Cells were trypsinized 48 h after transfection and centrifuged at 300g for 7 min at 4 °C. The supernatant was removed, and the cells were resuspended in 1 × PBS that did not contain calcium or magnesium. Fortessa flow analyser (BD Biosciences) was used for fluorescence-activated cell sorting analysis with the following settings. TagBFP was measured using a 405 nm laser and a 450/50 filter with a photomultiplier tube (PMT) set at 275 V. EYFP was measured with a 488 nm laser and a 530/30 filter using a PMT set at 240 V. mKate2 was measured with a 561 nm laser and a 670/30 filter using a PMT set at 450 V. For each sample, 1 × 104 to 5 × 104 cell events were collected.

Fluorescence microscopy

The cells were grown on class bottom cell culture dish (ϕ 20 nm) in complete media for transfection.

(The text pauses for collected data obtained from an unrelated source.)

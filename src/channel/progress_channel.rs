use super::connection::{ChannelConnection, ChannelConnector};
use super::message::ChannelMessage;
use crate::error::ChannelError;
use crate::events::{ClipcastEvent, EventBus};
use crate::overlay::MapOverlay;
use crate::upload::JobBoard;
use std::sync::atomic::{AtomicBool, Ordering};
use std::sync::Arc;
use tokio::task::JoinHandle;
use tokio_util::sync::CancellationToken;
use tracing::{debug, info, warn};

/// Applies inbound messages to jobs and the map overlay
#[derive(Clone)]
struct MessageDispatcher {
    board: JobBoard,
    overlay: Arc<MapOverlay>,
    event_bus: Arc<EventBus>,
}

impl MessageDispatcher {
    fn dispatch(&self, message: ChannelMessage) {
        match message {
            ChannelMessage::ProcessingUpdate {
                job_id,
                progress: None,
            } => {
                debug!(
                    "Ignoring processing update without progress (job {})",
                    job_id.as_deref().unwrap_or("active")
                );
            }
            ChannelMessage::ProcessingUpdate {
                job_id,
                progress: Some(progress),
            } => match self
                .board
                .record_processing_progress(job_id.as_deref(), progress)
            {
                Some((id, percent)) => {
                    debug!("Job {} processing at {}%", id, percent);
                    self.event_bus.publish(ClipcastEvent::ProcessingProgress {
                        job_id: id.to_string(),
                        percent,
                    });
                }
                None => debug!(
                    "No job for processing update {:?} ({}%)",
                    job_id, progress
                ),
            },
            ChannelMessage::DetectionData { job_id, objects } => {
                let count = objects.len();
                self.overlay.show_detections(objects);
                self.event_bus
                    .publish(ClipcastEvent::DetectionsReceived { job_id, count });
            }
        }
    }
}

struct Listener {
    token: CancellationToken,
    handle: JoinHandle<()>,
    connected: Arc<AtomicBool>,
}

/// Long-lived connection delivering processing progress and detections.
///
/// Messages are applied on a background listener task until
/// [`disconnect`](Self::disconnect) is called or the server hangs up.
pub struct RealtimeProgressChannel {
    connector: Arc<dyn ChannelConnector>,
    dispatcher: MessageDispatcher,
    listener: Option<Listener>,
}

impl RealtimeProgressChannel {
    pub fn new(
        connector: Arc<dyn ChannelConnector>,
        board: JobBoard,
        overlay: Arc<MapOverlay>,
        event_bus: Arc<EventBus>,
    ) -> Self {
        Self {
            connector,
            dispatcher: MessageDispatcher {
                board,
                overlay,
                event_bus,
            },
            listener: None,
        }
    }

    /// Connect and start listening. No-op while already connected.
    pub async fn connect(&mut self) -> Result<(), ChannelError> {
        if self.is_connected() {
            debug!("Real-time channel already connected");
            return Ok(());
        }
        self.disconnect();

        let connection = self.connector.connect().await.map_err(|e| {
            warn!(
                "Real-time channel connect to {} failed: {}",
                self.connector.endpoint(),
                e
            );
            e
        })?;

        let token = CancellationToken::new();
        let connected = Arc::new(AtomicBool::new(true));
        let handle = tokio::spawn(listen(
            connection,
            self.dispatcher.clone(),
            token.clone(),
            Arc::clone(&connected),
        ));

        self.listener = Some(Listener {
            token,
            handle,
            connected,
        });
        self.dispatcher
            .event_bus
            .publish(ClipcastEvent::ChannelStatusChanged { connected: true });
        info!("Listening for processing updates on {}", self.connector.endpoint());
        Ok(())
    }

    /// Stop dispatching immediately and close the connection in the
    /// background. Safe to call repeatedly.
    pub fn disconnect(&mut self) -> bool {
        let Some(listener) = self.listener.take() else {
            return false;
        };
        listener.token.cancel();
        debug!("Real-time channel disconnect requested");
        true
    }

    /// Disconnect and wait for the connection to be closed
    pub async fn shutdown(&mut self) {
        if let Some(listener) = self.listener.take() {
            listener.token.cancel();
            if let Err(e) = listener.handle.await {
                warn!("Real-time listener ended abnormally: {}", e);
            }
        }
    }

    pub fn is_connected(&self) -> bool {
        self.listener
            .as_ref()
            .map(|listener| listener.connected.load(Ordering::SeqCst))
            .unwrap_or(false)
    }
}

impl Drop for RealtimeProgressChannel {
    fn drop(&mut self) {
        self.disconnect();
    }
}

async fn listen(
    mut connection: Box<dyn ChannelConnection>,
    dispatcher: MessageDispatcher,
    token: CancellationToken,
    connected: Arc<AtomicBool>,
) {
    loop {
        tokio::select! {
            biased;
            _ = token.cancelled() => {
                connection.close().await;
                break;
            }
            next = connection.next_message() => match next {
                Ok(Some(message)) => {
                    if token.is_cancelled() {
                        break;
                    }
                    dispatcher.dispatch(message);
                }
                Ok(None) => {
                    info!("Real-time channel closed by server");
                    break;
                }
                Err(ChannelError::Codec { details }) => {
                    warn!("Dropping malformed real-time message: {}", details);
                }
                Err(e) => {
                    warn!("Real-time channel failed: {}", e);
                    break;
                }
            }
        }
    }

    connected.store(false, Ordering::SeqCst);
    dispatcher
        .event_bus
        .publish(ClipcastEvent::ChannelStatusChanged { connected: false });
}
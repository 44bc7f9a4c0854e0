use super::job::{JobId, JobProgress};
use futures::Stream;
use tokio::sync::watch;
use tokio_util::sync::CancellationToken;

/// Bytes handed to the transport so far
#[derive(Debug, Clone, Copy, PartialEq, Eq)]
pub struct TransferTick {
    pub bytes_sent: u64,
    pub total_bytes: u64,
}

impl TransferTick {
    pub fn percent(&self) -> u8 {
        progress_percent(self.bytes_sent, self.total_bytes)
    }
}

/// `round(sent * 100 / total)` clamped to [0,100]. An empty transfer is complete.
pub fn progress_percent(sent: u64, total: u64) -> u8 {
    if total == 0 {
        return 100;
    }
    let percent = (sent as f64 * 100.0 / total as f64).round();
    percent.clamp(0.0, 100.0) as u8
}

/// Cancellable view of one job's progress.
///
/// Nothing is computed until polled. Dropping or cancelling a subscription
/// leaves the job untouched, and [`resubscribe`](Self::resubscribe) starts a
/// fresh sequence from the current snapshot.
pub struct ProgressSubscription {
    job_id: JobId,
    receiver: watch::Receiver<JobProgress>,
    cancel: CancellationToken,
    started: bool,
}

impl ProgressSubscription {
    pub(crate) fn new(job_id: JobId, receiver: watch::Receiver<JobProgress>) -> Self {
        Self {
            job_id,
            receiver,
            cancel: CancellationToken::new(),
            started: false,
        }
    }

    pub fn job_id(&self) -> &JobId {
        &self.job_id
    }

    /// Latest snapshot without waiting
    pub fn current(&self) -> JobProgress {
        self.receiver.borrow().clone()
    }

    /// Next snapshot in the sequence. The first call yields the current
    /// snapshot; later calls wait for a change. `None` after cancellation.
    pub async fn next(&mut self) -> Option<JobProgress> {
        if self.cancel.is_cancelled() {
            return None;
        }

        if !self.started {
            self.started = true;
            return Some(self.receiver.borrow_and_update().clone());
        }

        tokio::select! {
            _ = self.cancel.cancelled() => None,
            changed = self.receiver.changed() => match changed {
                Ok(()) => Some(self.receiver.borrow_and_update().clone()),
                Err(_) => None,
            },
        }
    }

    pub fn cancel(&self) {
        self.cancel.cancel();
    }

    pub fn is_cancelled(&self) -> bool {
        self.cancel.is_cancelled()
    }

    /// Handle that cancels this subscription from elsewhere
    pub fn cancel_handle(&self) -> CancellationToken {
        self.cancel.clone()
    }

    /// A new, independent sequence starting from the current snapshot
    pub fn resubscribe(&self) -> Self {
        Self::new(self.job_id.clone(), self.receiver.clone())
    }

    /// Snapshots until the job settles or the subscription is cancelled
    pub fn into_stream(mut self) -> impl Stream<Item = JobProgress> {
        async_stream::stream! {
            while let Some(progress) = self.next().await {
                let settled = progress.is_final();
                yield progress;
                if settled {
                    break;
                }
            }
        }
    }
}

Approximately 48 h after transfection, fluorescent images of cultured cells were captured by Zeiss LSM780. The filter sets (Chroma) are as follows. TagBFP fluorescence was measured with an excitation at 405 nm and an emission in the range of 410–507 nm. EYFP fluorescence was measured with an excitation at 514 nm and an emission in the range of 519–568 nm. mKate2 fluorescence was measured with an excitation at 543 nm and an emission in the range of 571–651 nm. Image acquisition and post-acquisition analysis were performed using ZEN 2011.

Data availability

The authors declare that all data supporting the findings of this study are available within the article and its Supplementary Information files or are available from the corresponding author upon request.

Additional information

How to cite this article: Ma, D. et al. Integration and exchange of split dCas9 domains for transcriptional controls in mammalian cells. Nat. Commun. 7, 13056 doi: 10.1038/ncomms13056 (2016).